Today's announcement that international pharmaceutical companies are dropping their court challenge against the South African government will make life-saving drugs available to the 4.7 million HIV/AIDS people with AIDS in that country. But now that the drugs are available, other problems must be addressed: How will the drugs be administered? How will physicians learn about them? How will treatment be monitored?
The Harvard AIDS Institute and SATELLIFE, an international humanitarian organization in the Boston area, are poised to deliver vital information to frontline health workers who will administer these drugs to save lives. Together, the two organizations have created the Program for Collaboration Against AIDS and Related Epidemics (ProCAARE), an electronic discussion group through which health professionals in over 60 countries exchange and access important information on the devastating disease. With nothing more than an e-mail connection, participants can pose questions, share reports on the latest research, conduct outreach, and receive current medical updates through the forum.
"ProCAARE is making it possible to amass a global body of knowledge about one of the world's gravest health problems. In my own work on AIDS, I have seen significant research collaborations launched as a result of discussions on ProCAARE," states Dr. Richard Marlink, Executive Director of the Harvard AIDS Institute, who spends much of his time in Africa administering AIDS programs.
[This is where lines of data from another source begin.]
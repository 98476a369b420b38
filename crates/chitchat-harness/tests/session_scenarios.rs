//! Two-peer scenarios over the simulated broker.
//!
//! Each test wires two runtimes to one `SimNetwork` and drives them through
//! the public runtime API, checking what each side ends up seeing.

use std::time::Duration;

use chitchat_client::{SessionError, SessionState};
use chitchat_core::{
    IdentityMode, SessionConfig,
    config::{IDENTITY_STORAGE_KEY, MESSAGES_STORAGE_KEY},
};
use chitchat_harness::{SimEnv, SimNetwork, SimRuntime, settle, sim_runtime};
use chitchat_proto::{ControlFrame, Frame, MessageBody, PeerId, Reaction};
use chitchat_store::{ChaoticStore, KeyValueStore, MemoryStore, RedbStore};

fn pair<S: KeyValueStore>(
    network: &SimNetwork,
    env: &SimEnv,
    alice_store: S,
    bob_store: S,
) -> (SimRuntime<S>, SimRuntime<S>) {
    let mut alice = sim_runtime(network, env, alice_store, SessionConfig::default());
    let mut bob = sim_runtime(network, env, bob_store, SessionConfig::default());

    alice.use_durable_identity("alice");
    bob.use_durable_identity("bobby");
    settle(&mut [&mut alice, &mut bob]);

    assert_eq!(alice.snapshot().state, SessionState::Ready);
    assert_eq!(bob.snapshot().state, SessionState::Ready);
    (alice, bob)
}

fn connected_pair(network: &SimNetwork, env: &SimEnv) -> (SimRuntime, SimRuntime) {
    let (mut alice, mut bob) = pair(network, env, MemoryStore::new(), MemoryStore::new());
    alice.connect("bobby");
    settle(&mut [&mut alice, &mut bob]);

    assert_eq!(alice.snapshot().state, SessionState::Connected);
    assert_eq!(bob.snapshot().state, SessionState::Connected);
    (alice, bob)
}

fn status_frames(network: &SimNetwork, from: &str, to: &str) -> Vec<bool> {
    network
        .frames_between(&PeerId::from(from), &PeerId::from(to))
        .iter()
        .filter_map(|bytes| match Frame::decode(bytes) {
            Ok(Frame::Control(ControlFrame::Status { typing })) => Some(typing),
            _ => None,
        })
        .collect()
}

#[test]
fn conversation_with_read_receipts_and_reactions() {
    let network = SimNetwork::new();
    let env = SimEnv::new();
    let (mut alice, mut bob) = connected_pair(&network, &env);

    alice.send_text("hi bob");
    settle(&mut [&mut alice, &mut bob]);

    let sent = alice.snapshot().messages;
    let received = bob.snapshot().messages;
    assert_eq!(sent.len(), 1);
    assert_eq!(received.len(), 1);
    assert_eq!(received[0].id, sent[0].id);
    assert_eq!(received[0].sender, PeerId::from("alice"));
    assert!(sent[0].is_read(), "bob's receipt marks alice's copy");

    bob.react(&sent[0].id, "👍");
    bob.send_code("fn main() {}", Some("rust"));
    settle(&mut [&mut alice, &mut bob]);

    let alice_view = alice.snapshot().messages;
    assert_eq!(alice_view.len(), 2);
    assert_eq!(alice_view[0].reactions, [Reaction::new("👍", PeerId::from("bobby"))]);
    assert_eq!(alice_view[1].body, MessageBody::Code {
        content: "fn main() {}".to_string(),
        language: "rust".to_string()
    });
    assert!(bob.snapshot().messages[1].is_read());
}

#[test]
fn lifecycle_trace_of_a_short_session() {
    let network = SimNetwork::new();
    let env = SimEnv::new();
    let mut alice = sim_runtime(&network, &env, MemoryStore::new(), SessionConfig::default());
    let mut bob = sim_runtime(&network, &env, MemoryStore::new(), SessionConfig::default());
    bob.use_durable_identity("bobby");

    let mut states = Vec::new();
    alice.use_durable_identity("alice");
    states.push(alice.snapshot().state);
    settle(&mut [&mut alice, &mut bob]);
    states.push(alice.snapshot().state);
    alice.connect("bobby");
    states.push(alice.snapshot().state);
    settle(&mut [&mut alice, &mut bob]);
    states.push(alice.snapshot().state);
    bob.hangup();
    settle(&mut [&mut alice, &mut bob]);
    states.push(alice.snapshot().state);

    insta::assert_debug_snapshot!(states, @r"
    [
        Initializing,
        Ready,
        Connecting,
        Connected,
        Closed,
    ]
    ");
}

#[test]
fn identity_switch_ends_the_session_for_both_sides() {
    let network = SimNetwork::new();
    let env = SimEnv::new();
    let (mut alice, mut bob) = connected_pair(&network, &env);

    alice.use_ephemeral_identity();
    settle(&mut [&mut alice, &mut bob]);

    let snapshot = alice.snapshot();
    let identity = snapshot.local_identity.unwrap();
    assert_eq!(identity.mode, IdentityMode::Ephemeral);
    assert_eq!(snapshot.state, SessionState::Ready);
    assert!(!snapshot.peer.unwrap().is_online());

    assert_eq!(bob.snapshot().state, SessionState::Closed);
    assert!(!network.is_registered(&PeerId::from("alice")));
    assert!(network.is_registered(&identity.id));
    assert!(!network.has_channel(&PeerId::from("bobby"), &PeerId::from("alice")));

    // Nothing sent on the old session reaches the log.
    bob.send_text("hello?");
    settle(&mut [&mut alice, &mut bob]);
    assert!(alice.snapshot().messages.is_empty());
    assert_eq!(bob.snapshot().last_error, Some(SessionError::NotConnected));
}

#[tokio::test]
async fn typing_burst_produces_one_stop_after_idle_window() {
    let network = SimNetwork::new();
    let env = SimEnv::new();
    let (mut alice, mut bob) = connected_pair(&network, &env);

    for _ in 0..5 {
        alice.keystroke();
        alice.run_for(Duration::from_millis(200), Duration::from_millis(50)).await;
    }
    settle(&mut [&mut alice, &mut bob]);
    assert!(bob.snapshot().peer.unwrap().is_typing());
    assert_eq!(status_frames(&network, "alice", "bobby"), [true]);

    alice.run_for(Duration::from_secs(2), Duration::from_millis(50)).await;
    settle(&mut [&mut alice, &mut bob]);

    assert_eq!(status_frames(&network, "alice", "bobby"), [true, false]);
    assert!(!bob.snapshot().peer.unwrap().is_typing());
}

#[test]
fn oversized_file_never_reaches_the_wire() {
    let network = SimNetwork::new();
    let env = SimEnv::new();
    let (mut alice, mut bob) = connected_pair(&network, &env);
    let before = network.sent_frames().len();

    alice.send_file("movie.mkv", "video/x-matroska", vec![0u8; 6 * 1024 * 1024]);
    settle(&mut [&mut alice, &mut bob]);

    assert_eq!(network.sent_frames().len(), before);
    assert!(alice.snapshot().messages.is_empty());
    assert!(matches!(alice.snapshot().last_error, Some(SessionError::FileTooLarge { .. })));
}
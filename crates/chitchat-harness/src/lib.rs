//! Deterministic simulation harness for Chit-Chat.
//!
//! In-process implementations of the Environment and Transport traits so
//! whole sessions (two runtimes, a broker, and the channels between them)
//! run reproducibly inside a single test.
//!
//! - [`SimEnv`]: virtual clock and seeded ChaCha RNG
//! - [`SimNetwork`]: signalling broker and data channels with fault injection
//! - [`SimTransport`]: one endpoint's view of the network

#![forbid(unsafe_code)]
#![warn(missing_docs)]

pub mod sim_env;
pub mod sim_network;

use chitchat_app::Runtime;
use chitchat_core::SessionConfig;
use chitchat_store::{KeyValueStore, MemoryStore};
pub use sim_env::{SimEnv, SimInstant};
pub use sim_network::{SimNetwork, SimTransport};

/// Runtime wired to the simulated network.
pub type SimRuntime<S = MemoryStore> = Runtime<SimTransport, S, SimEnv>;

/// Attach a new runtime to `network`, sharing the clock of `env`.
pub fn sim_runtime<S: KeyValueStore>(
    network: &SimNetwork,
    env: &SimEnv,
    store: S,
    config: SessionConfig,
) -> SimRuntime<S> {
    Runtime::new(network.transport(), store, env.clone(), config)
}

/// Pump every runtime until no transport events remain.
///
/// Events from one runtime can enqueue events for another, so a single pass
/// is not enough.
pub fn settle<S: KeyValueStore>(runtimes: &mut [&mut SimRuntime<S>]) {
    loop {
        let processed: usize = runtimes.iter_mut().map(|r| r.pump()).sum();
        if processed == 0 {
            break;
        }
    }
}
//! Store errors.

use thiserror::Error;

/// Errors from a [`crate::KeyValueStore`] backend.
#[derive(Error, Debug, Clone, PartialEq, Eq)]
pub enum StoreError {
    /// Backend I/O or transaction failure.
    #[error("storage I/O error: {0}")]
    Io(String),

    /// Injected failure from [`crate::ChaoticStore`].
    #[error("injected storage failure")]
    Injected,
}
//! Chit-Chat two-peer session runner.
//!
//! Brings up two peers on the in-process broker with the real clock and OS
//! randomness, connects them, and plays a short scripted conversation.
//!
//! # Usage
//!
//! ```bash
//! # Ephemeral identities, in-memory history
//! chitchat --message "hello" --message "how are you?"
//!
//! # Durable identity for alice, history kept across runs
//! chitchat --alice alice-desk --db alice.redb --message "back again"
//! ```

use std::time::Duration;

use chitchat_app::{Runtime, SystemEnv};
use chitchat_core::{IceServer, SessionConfig};
use chitchat_harness::{SimNetwork, SimTransport};
use chitchat_proto::Message;
use chitchat_store::{KeyValueStore, MemoryStore, RedbStore};
use clap::Parser;
use tracing_subscriber::{EnvFilter, fmt, layer::SubscriberExt, util::SubscriberInitExt};

type PeerRuntime<S> = Runtime<SimTransport, S, SystemEnv>;

/// Chit-Chat session runner
#[derive(Parser, Debug)]
#[command(name = "chitchat")]
#[command(about = "Run a scripted two-peer Chit-Chat session")]
#[command(version)]
struct Args {
    /// Durable identity for the first peer (ephemeral if omitted)
    #[arg(long)]
    alice: Option<String>,

    /// Durable identity for the second peer (ephemeral if omitted)
    #[arg(long)]
    bob: Option<String>,

    /// Message the first peer sends (repeatable)
    #[arg(short, long = "message")]
    messages: Vec<String>,

    /// Relay endpoint as `url` or `url|username|credential` (repeatable)
    #[arg(long = "ice-server", value_parser = parse_ice_server)]
    ice_servers: Vec<IceServer>,

    /// redb file holding the first peer's history and identity
    #[arg(long)]
    db: Option<String>,

    /// Idle window before a typing-stop is sent, in milliseconds
    #[arg(long, default_value = "1000")]
    typing_idle_ms: u64,

    /// Log level (trace, debug, info, warn, error)
    #[arg(long, default_value = "info")]
    log_level: String,
}

fn parse_ice_server(spec: &str) -> Result<IceServer, String> {
    IceServer::parse(spec).ok_or_else(|| format!("invalid ICE server: {spec}"))
}

impl Args {
    fn session_config(&self) -> SessionConfig {
        let mut config = SessionConfig {
            typing_idle: Duration::from_millis(self.typing_idle_ms),
            ..SessionConfig::default()
        };
        if !self.ice_servers.is_empty() {
            config.ice_servers.clone_from(&self.ice_servers);
        }
        config
    }
}

#[tokio::main]
async fn main() -> Result<(), Box<dyn std::error::Error>> {
    let args = Args::parse();
    let filter =
        EnvFilter::try_from_default_env().unwrap_or_else(|_| EnvFilter::new(&args.log_level));

    tracing_subscriber::registry().with(fmt::layer()).with(filter).init();

    tracing::info!("Chit-Chat session starting");

    match &args.db {
        Some(path) => {
            tracing::info!("Using durable history at {path}");
            run(&args, RedbStore::open(path)?).await;
        },
        None => run(&args, MemoryStore::new()).await,
    }

    Ok(())
}

async fn run<S: KeyValueStore>(args: &Args, store: S) {
    let config = args.session_config();
    let network = SimNetwork::new();
    let env = SystemEnv::new();

    let mut alice = Runtime::new(network.transport(), store, env.clone(), config.clone());
    let mut bob = Runtime::new(network.transport(), MemoryStore::new(), env, config.clone());

    alice.start();
    if let Some(id) = &args.alice {
        alice.use_durable_identity(id);
    }
    match &args.bob {
        Some(id) => bob.use_durable_identity(id),
        None => bob.start(),
    }
    settle(&mut alice, &mut bob);

    let (Some(alice_id), Some(bob_id)) = (
        alice.snapshot().local_identity.map(|i| i.id),
        bob.snapshot().local_identity.map(|i| i.id),
    ) else {
        report_errors(&alice, &bob);
        return;
    };
    tracing::info!(alice = %alice_id, bob = %bob_id, "identities live");

    alice.connect(bob_id.as_str());
    settle(&mut alice, &mut bob);

    for text in &args.messages {
        alice.keystroke();
        alice.send_text(text);
        settle(&mut alice, &mut bob);

        if let Some(received) = bob.snapshot().messages.last() {
            bob.react(&received.id, "👍");
        }
        settle(&mut alice, &mut bob);
    }

    // Let the typing-stop fire.
    alice.run_for(config.typing_idle + Duration::from_millis(100), Duration::from_millis(50)).await;
    settle(&mut alice, &mut bob);

    alice.hangup();
    settle(&mut alice, &mut bob);

    for message in &alice.snapshot().messages {
        log_message(message);
    }
    report_errors(&alice, &bob);

    tracing::info!(
        alice_state = ?alice.snapshot().state,
        bob_state = ?bob.snapshot().state,
        "session finished"
    );
}

fn settle<S: KeyValueStore>(alice: &mut PeerRuntime<S>, bob: &mut PeerRuntime<MemoryStore>) {
    while alice.pump() + bob.pump() > 0 {}
}

fn log_message(message: &Message) {
    let reactions: Vec<String> = message
        .reaction_counts()
        .into_iter()
        .map(|(emoji, count)| format!("{emoji}x{count}"))
        .collect();

    tracing::info!(
        sender = %message.sender,
        kind = message.kind().as_str(),
        read = message.is_read(),
        reactions = %reactions.join(" "),
        "{}",
        message.body.content()
    );
}

fn report_errors<S: KeyValueStore>(alice: &PeerRuntime<S>, bob: &PeerRuntime<MemoryStore>) {
    for (name, error) in [("alice", alice.snapshot().last_error), ("bob", bob.snapshot().last_error)] {
        if let Some(error) = error {
            tracing::warn!(peer = name, %error, "{}", error.user_message());
        }
    }
}
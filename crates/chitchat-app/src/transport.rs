//! Transport collaborator abstraction.
//!
//! The [`Transport`] trait decouples the runtime from a concrete peer
//! networking stack. A browser build would sit on WebRTC data channels and a
//! signalling server; the simulation harness uses an in-process broker.
//! Callbacks are queued by the transport and drained with
//! [`Transport::poll_event`], so the session manager only ever runs between
//! events and never re-entrantly.

use chitchat_client::{ChannelId, EndpointErrorKind, SessionEvent};
use chitchat_core::EndpointConfig;
use chitchat_proto::PeerId;
use thiserror::Error;

/// Synchronous failures reported directly by transport calls.
#[derive(Error, Debug, Clone, PartialEq, Eq)]
pub enum TransportError {
    /// No local endpoint exists.
    #[error("no local endpoint")]
    NoEndpoint,

    /// The channel is not open.
    #[error("channel {0} is closed")]
    ChannelClosed(ChannelId),

    /// Broker or network failure.
    #[error("network failure: {0}")]
    Network(String),
}

/// Events the transport reports asynchronously.
#[derive(Debug, Clone, PartialEq, Eq)]
pub enum TransportEvent {
    /// Broker confirmed our identity.
    EndpointOpen {
        /// Registered identity.
        id: PeerId,
    },
    /// Endpoint-level failure.
    EndpointError(EndpointErrorKind),
    /// Lost the broker connection.
    EndpointDisconnected,
    /// Remote offered a channel.
    IncomingConnection {
        /// Offering identity.
        remote: PeerId,
        /// Handle of the offered channel.
        channel: ChannelId,
    },
    /// Channel open and ready for data.
    ChannelOpen {
        /// Remote end.
        remote: PeerId,
        /// Channel handle.
        channel: ChannelId,
    },
    /// Frame received.
    Data {
        /// Remote end.
        remote: PeerId,
        /// Channel the frame arrived on.
        channel: ChannelId,
        /// Encoded frame.
        bytes: Vec<u8>,
    },
    /// Channel closed by the remote or the network.
    ChannelClosed {
        /// Remote end.
        remote: PeerId,
        /// Channel handle.
        channel: ChannelId,
    },
    /// Channel failed.
    ChannelError {
        /// Remote end.
        remote: PeerId,
        /// Channel handle.
        channel: ChannelId,
        /// Error text.
        reason: String,
    },
}

impl<I> From<TransportEvent> for SessionEvent<I> {
    fn from(event: TransportEvent) -> Self {
        match event {
            TransportEvent::EndpointOpen { id } => Self::EndpointOpen { id },
            TransportEvent::EndpointError(kind) => Self::EndpointError { kind },
            TransportEvent::EndpointDisconnected => Self::EndpointDisconnected,
            TransportEvent::IncomingConnection { remote, channel } => {
                Self::IncomingConnection { remote, channel }
            },
            TransportEvent::ChannelOpen { remote, channel } => {
                Self::ChannelOpen { remote, channel }
            },
            TransportEvent::Data { remote, channel, bytes } => {
                Self::FrameReceived { remote, channel, bytes }
            },
            TransportEvent::ChannelClosed { remote, channel } => {
                Self::ChannelClosed { remote, channel }
            },
            TransportEvent::ChannelError { remote, channel, reason } => {
                Self::ChannelError { remote, channel, reason }
            },
        }
    }
}

/// Peer transport: one local endpoint plus data channels.
///
/// Channels are addressed by a [`ChannelId`] the transport assigns, so two
/// channels to the same remote are never confused.
///
/// # Invariants
///
/// - At most one local endpoint exists; `create_endpoint` replaces it
/// - Tearing down a missing endpoint or channel is a no-op
/// - A handle is never reused while the transport lives
/// - Events for a channel are reported in the order they happened
/// - Closing a channel locally reports nothing back to the closer
pub trait Transport: Send {
    /// Register `id` with the broker. Completion arrives as
    /// [`TransportEvent::EndpointOpen`] or [`TransportEvent::EndpointError`].
    ///
    /// # Errors
    ///
    /// Returns an error if the request cannot be issued at all.
    fn create_endpoint(&mut self, id: &PeerId, config: &EndpointConfig)
    -> Result<(), TransportError>;

    /// Drop the local endpoint and every channel on it.
    fn destroy_endpoint(&mut self);

    /// Re-establish the broker connection for the current identity.
    ///
    /// # Errors
    ///
    /// Returns `TransportError::NoEndpoint` if there is nothing to reconnect.
    fn reconnect_endpoint(&mut self) -> Result<(), TransportError>;

    /// Start opening a channel to `remote` and return its handle.
    /// Completion arrives as [`TransportEvent::ChannelOpen`] for that handle.
    ///
    /// # Errors
    ///
    /// Returns an error if no endpoint exists.
    fn connect(&mut self, remote: &PeerId) -> Result<ChannelId, TransportError>;

    /// Close `channel`.
    fn close(&mut self, channel: ChannelId);

    /// Send an encoded frame on `channel`.
    ///
    /// # Errors
    ///
    /// Returns an error if the channel is not open.
    fn send(&mut self, channel: ChannelId, bytes: Vec<u8>) -> Result<(), TransportError>;

    /// Next queued event, if any.
    fn poll_event(&mut self) -> Option<TransportEvent>;
}
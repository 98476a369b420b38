//! Session manager state machine.
//!
//! The `SessionManager` owns everything the view layer reads: the local
//! identity, the single peer session, the message log and the error slot. It
//! never performs I/O; every effect is returned as a [`SessionAction`].

use chitchat_core::{
    Lifecycle, LocalIdentity, MessageLog, PeerSession, SessionConfig, SessionError, SessionState,
    TypingDebouncer, TypingSignal,
    config::{IDENTITY_STORAGE_KEY, MESSAGE_ID_LEN, MESSAGES_STORAGE_KEY},
    env::Environment,
    identity::validate_remote,
};
use chitchat_proto::{
    ControlFrame, FilePayload, Frame, Message, MessageBody, MessageId, PeerId, Reaction,
};

use crate::event::{ChannelId, EndpointErrorKind, SessionAction, SessionEvent};

/// A channel that is negotiating.
#[derive(Debug, Clone)]
struct PendingChannel {
    remote: PeerId,
    /// `None` until the transport has answered the `OpenChannel` request.
    channel: Option<ChannelId>,
}

/// Read-only view state.
#[derive(Debug, Clone, PartialEq, Eq)]
pub struct SessionSnapshot {
    /// Current local identity, live or still being brought up.
    pub local_identity: Option<LocalIdentity>,
    /// True once the broker confirmed the identity.
    pub endpoint_live: bool,
    /// Lifecycle state.
    pub state: SessionState,
    /// True while the transport is reconnecting to the broker.
    pub recovering: bool,
    /// Current or last peer session.
    pub peer: Option<PeerSession>,
    /// Message history in insertion order.
    pub messages: Vec<Message>,
    /// Latest error, if not dismissed.
    pub last_error: Option<SessionError>,
}

/// Single-peer session state machine.
pub struct SessionManager<E: Environment> {
    /// Environment for ids, timestamps and typing deadlines.
    env: E,

    config: SessionConfig,

    /// Active identity. Exactly one at a time once acquired.
    identity: Option<LocalIdentity>,

    /// Broker confirmed `identity`.
    endpoint_live: bool,

    /// Broker connection lost, reconnect requested.
    recovering: bool,

    lifecycle: Lifecycle,

    /// Channel that is negotiating. Set only while `Connecting`.
    pending: Option<PendingChannel>,

    /// Handle of the open channel. Some iff `peer` is online.
    channel: Option<ChannelId>,

    /// Remote of the open channel, or the last one after close.
    peer: Option<PeerSession>,

    log: MessageLog,

    /// Local typing burst tracking.
    typing: TypingDebouncer<E::Instant>,

    /// Latest error. No queue.
    last_error: Option<SessionError>,
}
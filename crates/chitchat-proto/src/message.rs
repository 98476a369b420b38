//! Chat messages and reactions.
//!
//! [`Message`] is the typed, validated form used throughout the client.
//! [`RawMessage`] is the flat camelCase shape that goes over the wire and into
//! the persisted log; conversion from raw validates the per-kind invariants.

use std::collections::BTreeMap;

use serde::{Deserialize, Serialize};

use crate::{
    FilePayload,
    errors::ProtocolError,
    ids::{MessageId, PeerId},
};

/// Language tag applied to code messages that arrive without one.
pub const DEFAULT_CODE_LANGUAGE: &str = "javascript";

/// A reaction attached to a message.
///
/// Reactions are not deduplicated: the same user reacting with the same emoji
/// twice produces two entries.
#[derive(Debug, Clone, PartialEq, Eq, Serialize, Deserialize)]
pub struct Reaction {
    /// Emoji glyph.
    pub emoji: String,
    /// Identity of the reacting user.
    pub user: PeerId,
}

impl Reaction {
    /// Create a reaction.
    pub fn new(emoji: impl Into<String>, user: PeerId) -> Self {
        Self { emoji: emoji.into(), user }
    }
}

/// Message kind discriminator (`type` on the wire).
#[derive(Debug, Clone, Copy, PartialEq, Eq, Hash, Serialize, Deserialize)]
#[serde(rename_all = "lowercase")]
pub enum MessageKind {
    /// Plain text.
    Text,
    /// Source code with a language tag.
    Code,
    /// Inline file.
    File,
}

impl MessageKind {
    /// Wire discriminator for this kind.
    pub const fn as_str(self) -> &'static str {
        match self {
            Self::Text => "text",
            Self::Code => "code",
            Self::File => "file",
        }
    }

    /// Parse a wire discriminator. `None` for control or unknown types.
    pub fn from_tag(tag: &str) -> Option<Self> {
        match tag {
            "text" => Some(Self::Text),
            "code" => Some(Self::Code),
            "file" => Some(Self::File),
            _ => None,
        }
    }
}

/// Kind-specific message content.
#[derive(Debug, Clone, PartialEq, Eq)]
pub enum MessageBody {
    /// Plain text.
    Text {
        /// Text content.
        content: String,
    },
    /// Code snippet.
    Code {
        /// Source text.
        content: String,
        /// Language tag for highlighting.
        language: String,
    },
    /// Inline file.
    File(FilePayload),
}

impl MessageBody {
    /// Kind of this body.
    pub fn kind(&self) -> MessageKind {
        match self {
            Self::Text { .. } => MessageKind::Text,
            Self::Code { .. } => MessageKind::Code,
            Self::File(_) => MessageKind::File,
        }
    }

    /// Textual content (file bodies return the data URL).
    pub fn content(&self) -> &str {
        match self {
            Self::Text { content } | Self::Code { content, .. } => content,
            Self::File(file) => &file.data_url,
        }
    }

    /// True if there is nothing worth sending.
    ///
    /// Text and code are empty when only whitespace; files are empty when
    /// they carry no bytes.
    pub fn is_empty(&self) -> bool {
        match self {
            Self::Text { content } | Self::Code { content, .. } => content.trim().is_empty(),
            Self::File(file) => file.size == 0,
        }
    }
}

/// A chat message.
///
/// Immutable once created except for the read flag and the reaction list,
/// which are driven by control frames.
#[derive(Debug, Clone, PartialEq, Eq, Serialize, Deserialize)]
#[serde(try_from = "RawMessage", into = "RawMessage")]
pub struct Message {
    /// Unique identifier.
    pub id: MessageId,
    /// Identity of the author.
    pub sender: PeerId,
    /// Creation time in Unix milliseconds.
    pub timestamp: u64,
    /// Kind-specific content.
    pub body: MessageBody,
    /// Read flag. `None` until a read receipt is seen.
    pub read: Option<bool>,
    /// Reactions in arrival order.
    pub reactions: Vec<Reaction>,
}

impl Message {
    /// Create a message with no reactions and no read flag.
    pub fn new(id: MessageId, sender: PeerId, timestamp: u64, body: MessageBody) -> Self {
        Self { id, sender, timestamp, body, read: None, reactions: Vec::new() }
    }

    /// Kind of this message.
    pub fn kind(&self) -> MessageKind {
        self.body.kind()
    }

    /// True once the recipient acknowledged it.
    pub fn is_read(&self) -> bool {
        self.read == Some(true)
    }

    /// Reaction tallies per emoji, in emoji order.
    pub fn reaction_counts(&self) -> BTreeMap<&str, usize> {
        let mut counts = BTreeMap::new();
        for reaction in &self.reactions {
            *counts.entry(reaction.emoji.as_str()).or_insert(0) += 1;
        }
        counts
    }

    /// Case-insensitive match against content and file name.
    ///
    /// `needle` must already be lowercase.
    pub fn matches(&self, needle: &str) -> bool {
        match &self.body {
            MessageBody::Text { content } | MessageBody::Code { content, .. } => {
                content.to_lowercase().contains(needle)
            },
            MessageBody::File(file) => file.filename.to_lowercase().contains(needle),
        }
    }
}

/// Flat wire/storage shape of a [`Message`].
#[derive(Debug, Clone, PartialEq, Eq, Serialize, Deserialize)]
#[serde(rename_all = "camelCase")]
pub struct RawMessage {
    /// Unique identifier.
    pub id: String,
    /// Kind discriminator.
    #[serde(rename = "type")]
    pub kind: MessageKind,
    /// Text, code, or data URL.
    pub content: String,
    /// Author identity.
    pub sender: String,
    /// Creation time in Unix milliseconds.
    pub timestamp: u64,
    /// Code language (code only).
    #[serde(default, skip_serializing_if = "Option::is_none")]
    pub language: Option<String>,
    /// File name (file only).
    #[serde(default, skip_serializing_if = "Option::is_none")]
    pub filename: Option<String>,
    /// File MIME type (file only).
    #[serde(default, skip_serializing_if = "Option::is_none")]
    pub file_type: Option<String>,
    /// File size in bytes (file only).
    #[serde(default, skip_serializing_if = "Option::is_none")]
    pub file_size: Option<u64>,
    /// Reactions in arrival order.
    #[serde(default, skip_serializing_if = "Vec::is_empty")]
    pub reactions: Vec<Reaction>,
    /// Read flag.
    #[serde(default, skip_serializing_if = "Option::is_none")]
    pub read: Option<bool>,
}

impl TryFrom<RawMessage> for Message {
    type Error = ProtocolError;

    fn try_from(raw: RawMessage) -> Result<Self, Self::Error> {
        if raw.id.is_empty() {
            return Err(ProtocolError::InvalidMessage("empty message id".to_string()));
        }
        if raw.sender.is_empty() {
            return Err(ProtocolError::InvalidMessage("empty sender".to_string()));
        }

        let body = match raw.kind {
            MessageKind::Text => MessageBody::Text { content: raw.content },
            MessageKind::Code => MessageBody::Code {
                content: raw.content,
                language: raw
                    .language
                    .filter(|l| !l.is_empty())
                    .unwrap_or_else(|| DEFAULT_CODE_LANGUAGE.to_string()),
            },
            MessageKind::File => {
                let (Some(filename), Some(mime_type), Some(size)) =
                    (raw.filename, raw.file_type, raw.file_size)
                else {
                    return Err(ProtocolError::InvalidMessage(
                        "file message requires filename, fileType and fileSize".to_string(),
                    ));
                };
                MessageBody::File(FilePayload { filename, mime_type, size, data_url: raw.content })
            },
        };

        Ok(Self {
            id: MessageId::new(raw.id),
            sender: PeerId::new(raw.sender),
            timestamp: raw.timestamp,
            body,
            read: raw.read,
            reactions: raw.reactions,
        })
    }
}

impl From<Message> for RawMessage {
    fn from(message: Message) -> Self {
        let kind = message.kind();
        let (content, language, filename, file_type, file_size) = match message.body {
            MessageBody::Text { content } => (content, None, None, None, None),
            MessageBody::Code { content, language } => (content, Some(language), None, None, None),
            MessageBody::File(file) => (
                file.data_url,
                None,
                Some(file.filename),
                Some(file.mime_type),
                Some(file.size),
            ),
        };

        Self {
            id: message.id.as_str().to_owned(),
            kind,
            content,
            sender: message.sender.into_string(),
            timestamp: message.timestamp,
            language,
            filename,
            file_type,
            file_size,
            reactions: message.reactions,
            read: message.read,
        }
    }
}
SATELLIFE hosts other discussion groups pertinent to building knowledge networks in the fight against AIDS. Last June, in one forum called AFRO-NETS, a researcher in Kenya doing a comparative study of prenatal HIV testing in South Africa and Kenya posted a request for relevant literature. The very next day, a researcher in Belgium provided a list of nineteen pertinent articles.
"Thousands of health workers around the world rely on our forums like ProCAARE to educate themselves. When a doctor in Botswana needs to know about home-based care for an AIDS patient, he or she can turn to us," says Holly Ladd, Executive Director of SATELLIFE.
Activists this morning noted that, while making the drugs available is an important first step, it is not sufficient to combat the problem of AIDS. Physician training and information access is paramount in order to maximize the potential of the various AIDS drugs.